Rock N Roll Arena, Romagnano Sesia (NO) – 28 Novembre 2014

Ritornano al Rock N Roll Arena (già la seconda volta in questo 2014) gli H.e.a.t, amatissimi in Italia, col loro hard rock miscelato ad una dirompente melodia.
I ragazzi svedesi ci mettono davvero un niente ad infiammare la folla: bastano le prime note di Point Of No Return, ormai un classico dall’ultimo album “Tearing Down The Walls”, per far esplodere il boato dell’Arena. Coro trascinante, grazie anche a delle efficaci backing vocals, che fa cantare tutto il pubblico.
La band è davvero in palla e a proprio agio sul palco di fronte ai ragazzi italiani. Il vero mattatore della serata è però il frontman Erik Grönwall, da oggi soprannominato “er tarantola”, davvero bravo e dotato di una carica che parrebbe inesauribile. Erik canta, salta, incita e scherza col pubblico, non sta fermo un secondo che sia uno!

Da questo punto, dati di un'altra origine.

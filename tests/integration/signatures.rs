// tests/integration/signatures.rs
//! Integration tests for ECDSA over the built-in curves: regression vectors, a
//! known-answer signature, boundary rejection and tamper detection.

use miniecdsa::{
    curves::{Curve, Point},
    errors::EcdsaError,
    params::{CurveId, CurveParams},
    protocols::{
        digest::{hash_to_integer, Sha256Digest},
        ecdsa::{self, Signature, VerificationOutcome},
        keys::{public_key_from_private, PrivateKey, PublicKey},
        nonce::{AuxiliaryPointNonce, SystemRandomNonce},
    },
};
use proptest::prelude::*;
use rug::Integer;

fn hex(value: &str) -> Integer {
    Integer::from_str_radix(value, 16).expect("valid hex literal")
}

/// Fixture bundling the secp256r1 curve with a recorded key and two signatures
struct SignatureFixture {
    params: &'static CurveParams,
    curve: Curve<'static>,
    public_key: Point,
    vectors: Vec<(Integer, Signature)>,
}

impl SignatureFixture {
    fn new() -> Self {
        let params = CurveParams::global();
        let public_key = Point::affine(
            hex("209d386328994af4bbf0ff8bb6cdbb0e87e01e2118b1c12b94c555a1726129c6"),
            hex("76ac8f2fda3a921bd3dcc1d2f0741b91dcd18d053a67a4ece89761e64a0881b1"),
        );
        let vectors = vec![
            (
                hex("ca1ad489ab60ea581e6c119cc39d94ddbfc5faa0e178a23ca66202c8c2a72277"),
                Signature::new(
                    hex("22c2921acf3a393a0bbaf1f68ee7e02f8385ff60ca67c41a1de3cff3fdaa1a74"),
                    hex("1878dbc4684de3a63a5975325b467cdba846b24d949322016fe4c8fd2c0862a1"),
                ),
            ),
            (
                hex("0f1ae6c77fee73f3ac9be1217f50c576c07d7e5faa0e178a232dd33d09ff2cde"),
                Signature::new(
                    hex("b9201d2d40d63eb41d934c9d45280837ca09b03c4e063946caa06eabeaacb944"),
                    hex("ba69f449ed11e3677ab37367d99ec3b399a006fe875941f5da57156a8fe9c8e0"),
                ),
            ),
        ];
        Self {
            params,
            curve: Curve::new(params),
            public_key,
            vectors,
        }
    }
}

#[test]
fn test_recorded_signatures_verify() {
    let fixture = SignatureFixture::new();

    assert!(ecdsa::is_on_curve(&fixture.curve, &fixture.public_key));
    for (msg_hash, signature) in &fixture.vectors {
        assert!(
            ecdsa::verify(&fixture.curve, &fixture.public_key, msg_hash, signature),
            "recorded signature must verify"
        );
    }
}

#[test]
fn test_recorded_signatures_are_not_interchangeable() {
    let fixture = SignatureFixture::new();
    let (first_hash, _) = &fixture.vectors[0];
    let (_, second_sig) = &fixture.vectors[1];

    assert_eq!(
        ecdsa::verify_detailed(&fixture.curve, &fixture.public_key, first_hash, second_sig),
        Ok(VerificationOutcome::SignatureMismatch)
    );
}

#[test]
fn test_known_answer_signature() {
    let fixture = SignatureFixture::new();
    let private_key = PrivateKey::from_integer(
        fixture.params,
        &hex("1d3c5a7e9b2f4c6d8e0a1b3c5d7e9f0a2b4c6d8e0f1a3b5c7d9e0f2a4b6c8d0e"),
    )
    .expect("valid private key");
    let msg_hash = &fixture.vectors[0].0;

    let public = public_key_from_private(&fixture.curve, &private_key.scalar())
        .expect("public key derivation");
    assert_eq!(
        public.x(),
        Some(&hex("5ac8ce0d62b4ea32568639dbdafb20ce24eb75d54f5fe549622cf655153f8faa"))
    );

    let signature = ecdsa::sign(&fixture.curve, &private_key, msg_hash).expect("signature");
    assert_eq!(
        signature,
        Signature::new(
            hex("12689ef9264b48de40389ba2ac961457185f0f6829404c37658b466ccfbd2943"),
            hex("7a7df18935bce4ed701d59ecf0164b9f8d9eb2d68a47473ed418a777cdf30847"),
        )
    );

    // Deterministic nonce: signing twice yields the same signature
    let again = ecdsa::sign(&fixture.curve, &private_key, msg_hash).expect("signature");
    assert_eq!(signature, again);
    assert!(ecdsa::verify(&fixture.curve, &public, msg_hash, &signature));
}

#[test]
fn test_out_of_range_components_rejected() {
    let fixture = SignatureFixture::new();
    let (msg_hash, signature) = &fixture.vectors[0];
    let n = &fixture.params.n;

    let candidates = [
        Signature::new(Integer::new(), signature.s().clone()),
        Signature::new(signature.r().clone(), Integer::new()),
        Signature::new(n.clone(), signature.s().clone()),
        Signature::new(signature.r().clone(), n.clone()),
        Signature::new(Integer::from(signature.r() + n), signature.s().clone()),
        Signature::new(Integer::from(-1), signature.s().clone()),
    ];
    for candidate in &candidates {
        assert_eq!(
            ecdsa::verify_detailed(&fixture.curve, &fixture.public_key, msg_hash, candidate),
            Ok(VerificationOutcome::InvalidSignatureRange),
            "component outside [1, n) must be rejected before any curve arithmetic"
        );
        assert!(!ecdsa::verify(&fixture.curve, &fixture.public_key, msg_hash, candidate));
    }
}

#[test]
fn test_tampered_inputs_rejected() {
    let fixture = SignatureFixture::new();
    let (msg_hash, signature) = &fixture.vectors[0];
    let curve = &fixture.curve;

    let other_hash = Integer::from(msg_hash ^ 1);
    assert!(!ecdsa::verify(curve, &fixture.public_key, &other_hash, signature));

    let bumped_r = Signature::new(Integer::from(signature.r() + 1), signature.s().clone());
    assert!(!ecdsa::verify(curve, &fixture.public_key, msg_hash, &bumped_r));

    let bumped_s = Signature::new(signature.r().clone(), Integer::from(signature.s() + 1));
    assert!(!ecdsa::verify(curve, &fixture.public_key, msg_hash, &bumped_s));

    let negated_key = curve.ec_neg(&fixture.public_key);
    assert!(!ecdsa::verify(curve, &negated_key, msg_hash, signature));

    let off_curve = match &fixture.public_key {
        Point::Affine { x, y } => Point::affine(x.clone(), Integer::from(y + 1)),
        Point::Identity => unreachable!("fixture key is affine"),
    };
    assert_eq!(
        ecdsa::verify_detailed(curve, &off_curve, msg_hash, signature),
        Ok(VerificationOutcome::InvalidPublicKey)
    );
}

#[test]
fn test_identity_public_key_rejected() {
    let fixture = SignatureFixture::new();
    let (msg_hash, signature) = &fixture.vectors[0];

    assert!(!ecdsa::is_on_curve(&fixture.curve, &Point::Identity));
    assert!(!ecdsa::verify(&fixture.curve, &Point::Identity, msg_hash, signature));
    assert!(matches!(
        PublicKey::from_point(&fixture.curve, Point::from_legacy(Integer::new(), Integer::new())),
        Err(EcdsaError::InvalidPoint { .. })
    ));
}

#[test]
fn test_batch_matches_individual_verification() {
    let fixture = SignatureFixture::new();
    let mut items: Vec<(Point, Integer, Signature)> = fixture
        .vectors
        .iter()
        .map(|(h, sig)| (fixture.public_key.clone(), h.clone(), sig.clone()))
        .collect();
    items.push((
        fixture.public_key.clone(),
        fixture.vectors[0].0.clone(),
        fixture.vectors[1].1.clone(),
    ));

    let expected: Vec<bool> = items
        .iter()
        .map(|(q, h, sig)| ecdsa::verify(&fixture.curve, q, h, sig))
        .collect();
    assert_eq!(expected, vec![true, true, false]);
    assert_eq!(ecdsa::verify_batch(&fixture.curve, &items), expected);
}

#[test]
fn test_secp256k1_with_random_nonce() {
    let params = CurveId::Secp256k1.params();
    let curve = Curve::new(&params);
    let private_key = PrivateKey::generate(&params).expect("entropy available");
    let public = private_key.public_key(&curve).expect("public key");
    let msg_hash = hash_to_integer(&Sha256Digest, &params, b"secp256k1 message");

    // The secp256r1 auxiliary points do not lie on this curve
    assert!(matches!(
        ecdsa::sign(&curve, &private_key, &msg_hash),
        Err(EcdsaError::InvalidPoint { .. })
    ));

    let signature =
        ecdsa::sign_with(&curve, &private_key, &msg_hash, &SystemRandomNonce).expect("signature");
    assert!(ecdsa::verify(&curve, public.point(), &msg_hash, &signature));

    let g = curve.generator().clone();
    let three_g = curve.mult(&g, &Integer::from(3)).expect("3G");
    let custom = AuxiliaryPointNonce::new(&curve, g, three_g).expect("points on secp256k1");
    let deterministic =
        ecdsa::sign_with(&curve, &private_key, &msg_hash, &custom).expect("signature");
    assert!(ecdsa::verify(&curve, public.point(), &msg_hash, &deterministic));
}

#[test]
fn test_signature_encoding_round_trip() {
    let fixture = SignatureFixture::new();
    let (msg_hash, signature) = &fixture.vectors[1];

    let bytes = signature.to_bytes(fixture.params).expect("encodable");
    let decoded = Signature::from_bytes(fixture.params, &bytes).expect("decodable");
    assert!(ecdsa::verify(&fixture.curve, &fixture.public_key, msg_hash, &decoded));
}

proptest! {
    #![proptest_config(ProptestConfig::with_cases(6))]

    #[test]
    fn test_messages_sign_and_verify(message in proptest::collection::vec(any::<u8>(), 0..128)) {
        let fixture = SignatureFixture::new();
        let private_key = PrivateKey::generate(fixture.params).expect("entropy available");
        let public = private_key.public_key(&fixture.curve).expect("public key");
        let msg_hash = hash_to_integer(&Sha256Digest, fixture.params, &message);

        let signature = ecdsa::sign(&fixture.curve, &private_key, &msg_hash).expect("signature");
        prop_assert!(ecdsa::verify(&fixture.curve, public.point(), &msg_hash, &signature));

        let mut altered = message.clone();
        altered.push(0x5a);
        let altered_hash = hash_to_integer(&Sha256Digest, fixture.params, &altered);
        prop_assert!(!ecdsa::verify(&fixture.curve, public.point(), &altered_hash, &signature));
    }
}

Nemmeno piccoli problemi al microfono (subito risolti) hanno potuto fermarlo!

heat 01

Gli H.e.a.t sciorinano uno dietro l’altro i loro brani tutti fortemente catchy, che han saputo conquistare nuovamente l’audience italiana. Tra questi sicuramente da segnalare l’ormai mitica Tearing Down The Walls in cui, come consuetudine, Erik fa cantare tutto il ritornello al pubblico: pathos assicurato! Mannequin Show (che mi ricorda sempre Woman In Love!) è un altro degli hightlight della serata, così come la trascinante Beg Beg Beg, in cui ci infilano anche uno stralcio di Highway Star (dei Deep Purple). Non poteva ovviamente mancare la ballad All The Nights, magistralmente interpretata dal Erik, per la gioia delle tante donzelle presenti tra il pubblico.
Col proseguo, lo show assume quasi i connotati di una festa, sempre grazie allo scatenato Grönwall, con i ragazzi presenti all’Arena totalmente coinvolti e partecipi. E come altro dovrebbe essere un concerto rock?!

H.e.a.t @ Rock N Roll Arena © Reuter Music & Photography

H.e.a.t – Rock N Roll Arena © Reuter Music & Photography

L’esibizione degli H.e.a.t termina con la divertente Emergency ma i nostri ritornano sul palco per i bis, dopo una brevissima pausa. Ed ecco altri tre brani tra cui l’allegra Laughing At Tomorrow che termina definitivamente lo show. Esibizione quindi estremamente positiva e ben riuscita, che ribadisce lo stato di forma degli Svedesi e lo speciale feeling che si è creato con in fans italiani.
Vorrei segnalare anche la totale disponibilità della band, che dopo il concerto si è fermata a lungo a firmare autografi e fare foto con tutti (e gliene abbiamo fatte fare veramente di ogni!). Anche questo è un punto in più in favore dei simpatici ragazzi svedesi!